La experiencia de Niardo Zayas, anterior y posterior a Autazes, fue con la aplicación de los biolarvicidas Griselef y Bactivec en los municipios de Navairón y Manaos, con excelentes resultados, dada la reducción de enfermos de malaria, aval para en 2009 extender el uso del segundo producto a 12 territorios del Amazonas.
El niño que no pude salvarLibán Díaz tiene una deuda consigo mismo. «Cumpliendo un programa de trabajo en el municipio de Anamá: búsqueda activa de casos de malaria, fumigación con insecticidas y charlas educativas, fuimos a una comunidad indígena bastante intrincada.
«Como a las ocho de la noche empezaron a llamarme “Doctor, doctor”, porque había un niño enfermo; tenía el vientre distendido, fiebre muy alta, dolor; parecía una ingesta causada por una conserva que había ingerido; soy médico, pero veterinario, y no podía hacer nada.

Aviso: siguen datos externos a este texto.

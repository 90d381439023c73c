//! Error types for the ledger

use crate::types::TransactionId;
use thiserror::Error;

/// Result type for ledger operations
pub type Result<T> = std::result::Result<T, Error>;

/// Ledger errors
#[derive(Error, Debug, Clone, PartialEq, Eq)]
pub enum Error {
    /// Account refuses postings (frozen, closed, blocked by the counterparty bank)
    #[error("Account rejected: {0}")]
    AccountRejected(String),

    /// Ledger endpoint unreachable
    #[error("Ledger unavailable: {0}")]
    Unavailable(String),

    /// Storage error on the ledger side
    #[error("Storage error: {0}")]
    Storage(String),

    /// Malformed balance update
    #[error("Invalid update: {0}")]
    InvalidUpdate(String),

    /// Transaction unknown to the ledger
    #[error("Transaction not found: {0}")]
    TransactionNotFound(TransactionId),

    /// Generic error
    #[error("{0}")]
    Other(String),
}

impl Error {
    /// True when retrying the same call may succeed
    pub fn is_transient(&self) -> bool {
        matches!(self, Error::Unavailable(_) | Error::Storage(_))
    }
}

impl From<String> for Error {
    fn from(msg: String) -> Self {
        Error::Other(msg)
    }
}

impl From<&str> for Error {
    fn from(msg: &str) -> Self {
        Error::Other(msg.to_string())
    }
}
//! Core types for the ledger
//!
//! All types are designed for:
//! - Deterministic ordering (resource keys sort by account, then currency)
//! - Memory safety (no unsafe code)
//! - Exact arithmetic (Decimal for money)

use rust_decimal::Decimal;
use serde::{Deserialize, Serialize};
use std::fmt;
use std::str::FromStr;
use uuid::Uuid;

/// Account identifier (IBAN, account number, hub account, etc.)
#[derive(Debug, Clone, PartialEq, Eq, PartialOrd, Ord, Hash, Serialize, Deserialize)]
pub struct AccountId(String);

impl AccountId {
    /// Create new account ID
    pub fn new(id: impl Into<String>) -> Self {
        Self(id.into())
    }

    /// Get as string
    pub fn as_str(&self) -> &str {
        &self.0
    }

    /// True when the identifier is blank
    pub fn is_empty(&self) -> bool {
        self.0.trim().is_empty()
    }
}

impl fmt::Display for AccountId {
    fn fmt(&self, f: &mut fmt::Formatter<'_>) -> fmt::Result {
        write!(f, "{}", self.0)
    }
}

impl From<&str> for AccountId {
    fn from(id: &str) -> Self {
        Self::new(id)
    }
}

/// ISO 4217 currency code
///
/// Variant order is the canonical currency order used when sorting
/// lock keys, so it must never be reshuffled.
#[derive(
    Debug, Clone, Copy, PartialEq, Eq, PartialOrd, Ord, Hash, Serialize, Deserialize,
)]
#[non_exhaustive]
pub enum Currency {
    /// US Dollar
    USD,
    /// Euro
    EUR,
    /// British Pound
    GBP,
    /// UAE Dirham
    AED,
    /// Indian Rupee
    INR,
}

impl Currency {
    /// Every supported currency
    pub const ALL: [Currency; 5] = [
        Currency::USD,
        Currency::EUR,
        Currency::GBP,
        Currency::AED,
        Currency::INR,
    ];

    /// ISO 4217 code
    pub fn code(&self) -> &'static str {
        match self {
            Currency::USD => "USD",
            Currency::EUR => "EUR",
            Currency::GBP => "GBP",
            Currency::AED => "AED",
            Currency::INR => "INR",
        }
    }
}

impl FromStr for Currency {
    type Err = crate::Error;

    fn from_str(s: &str) -> crate::Result<Self> {
        match s.trim().to_ascii_uppercase().as_str() {
            "USD" => Ok(Currency::USD),
            "EUR" => Ok(Currency::EUR),
            "GBP" => Ok(Currency::GBP),
            "AED" => Ok(Currency::AED),
            "INR" => Ok(Currency::INR),
            other => Err(crate::Error::InvalidUpdate(format!(
                "Unknown currency code '{}'",
                other
            ))),
        }
    }
}

impl fmt::Display for Currency {
    fn fmt(&self, f: &mut fmt::Formatter<'_>) -> fmt::Result {
        write!(f, "{}", self.code())
    }
}

/// Ledger transaction identifier
///
/// Updates staged under a transaction stay invisible until the
/// transaction commits.
#[derive(Debug, Clone, Copy, PartialEq, Eq, Hash, Serialize, Deserialize)]
pub struct TransactionId(Uuid);

impl TransactionId {
    /// Allocate a fresh, time-ordered transaction ID
    pub fn new() -> Self {
        Self(Uuid::now_v7())
    }

    /// Underlying UUID
    pub fn as_uuid(&self) -> Uuid {
        self.0
    }
}

impl Default for TransactionId {
    fn default() -> Self {
        Self::new()
    }
}

impl fmt::Display for TransactionId {
    fn fmt(&self, f: &mut fmt::Formatter<'_>) -> fmt::Result {
        write!(f, "tx-{}", self.0)
    }
}

/// Signed balance delta against one account
#[derive(Debug, Clone, PartialEq, Eq, Serialize, Deserialize)]
pub struct BalanceUpdate {
    /// Account to mutate
    pub account: AccountId,

    /// Currency of the delta
    pub currency: Currency,

    /// Signed amount (negative = debit, positive = credit)
    pub amount: Decimal,

    /// Settlement reference the delta belongs to
    pub reference: String,
}

impl BalanceUpdate {
    /// Debit `amount` from `account`
    pub fn debit(
        account: AccountId,
        currency: Currency,
        amount: Decimal,
        reference: impl Into<String>,
    ) -> Self {
        Self {
            account,
            currency,
            amount: -amount,
            reference: reference.into(),
        }
    }

    /// Credit `amount` to `account`
    pub fn credit(
        account: AccountId,
        currency: Currency,
        amount: Decimal,
        reference: impl Into<String>,
    ) -> Self {
        Self {
            account,
            currency,
            amount,
            reference: reference.into(),
        }
    }

    /// Balanced debit/credit pair for a transfer
    pub fn transfer_pair(
        debit: &AccountId,
        credit: &AccountId,
        currency: Currency,
        amount: Decimal,
        reference: &str,
    ) -> [BalanceUpdate; 2] {
        [
            Self::debit(debit.clone(), currency, amount, reference),
            Self::credit(credit.clone(), currency, amount, reference),
        ]
    }
}

/// Net sum of a set of updates per currency (zero for a balanced set)
pub fn net_delta(updates: &[BalanceUpdate], currency: Currency) -> Decimal {
    updates
        .iter()
        .filter(|u| u.currency == currency)
        .map(|u| u.amount)
        .sum()
}

#[cfg(test)]
mod tests {
    use super::*;

    #[test]
    fn test_currency_parse() {
        assert_eq!("usd".parse::<Currency>().unwrap(), Currency::USD);
        assert_eq!(" EUR ".parse::<Currency>().unwrap(), Currency::EUR);
        assert!("XYZ".parse::<Currency>().is_err());
        assert!("".parse::<Currency>().is_err());
    }

    #[test]
    fn test_currency_order_is_stable() {
        let mut currencies = vec![Currency::INR, Currency::USD, Currency::GBP];
        currencies.sort();
        assert_eq!(currencies, vec![Currency::USD, Currency::GBP, Currency::INR]);
    }

    #[test]
    fn test_transfer_pair_is_balanced() {
        let pair = BalanceUpdate::transfer_pair(
            &AccountId::new("X"),
            &AccountId::new("Y"),
            Currency::USD,
            Decimal::new(10000, 2),
            "ref-1",
        );

        assert_eq!(pair[0].amount, Decimal::new(-10000, 2));
        assert_eq!(pair[1].amount, Decimal::new(10000, 2));
        assert_eq!(net_delta(&pair, Currency::USD), Decimal::ZERO);
    }

    #[test]
    fn test_account_id_blank() {
        assert!(AccountId::new("  ").is_empty());
        assert!(!AccountId::new("GB00HUB").is_empty());
    }
}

«Hablé con el líder de la comunidad. No tenía gasolina, ni lancha, nada; no había hospital y el más cercano estaba en el municipio de Anorí, que también yo atendía. El muchacho gritaba por el dolor. Abastecí una lancha nuestra, puse un funcionario al frente y le di 50 reales al padre del niño, porque aquí se cobra todo y se veía que era muy pobre. Seguí trabajando.
«Cuando regresé a Anorí fui al hospital a interesarme por el minino, como le dicen en su lengua, y me dijeron que había muerto. Averigüé y supe que falleció porque, simplemente, ningún médico quiso ir al hospital a atenderlo aquella noche. Después, yo llegaba a esa comunidad y todos colaboraban conmigo en el programa; decían: “Llegó el cubano, llegó el doctor».
De muestras de gratitud similares fui testigo en varias ciudades y comunidades indígenas, todas con una altísima religiosidad, y donde estos médicos veterinarios cubanos son considerados como seres enviados para quitarles la malaria y el sufrimiento de sus gentes; para muchos son dioses en el Amazonas.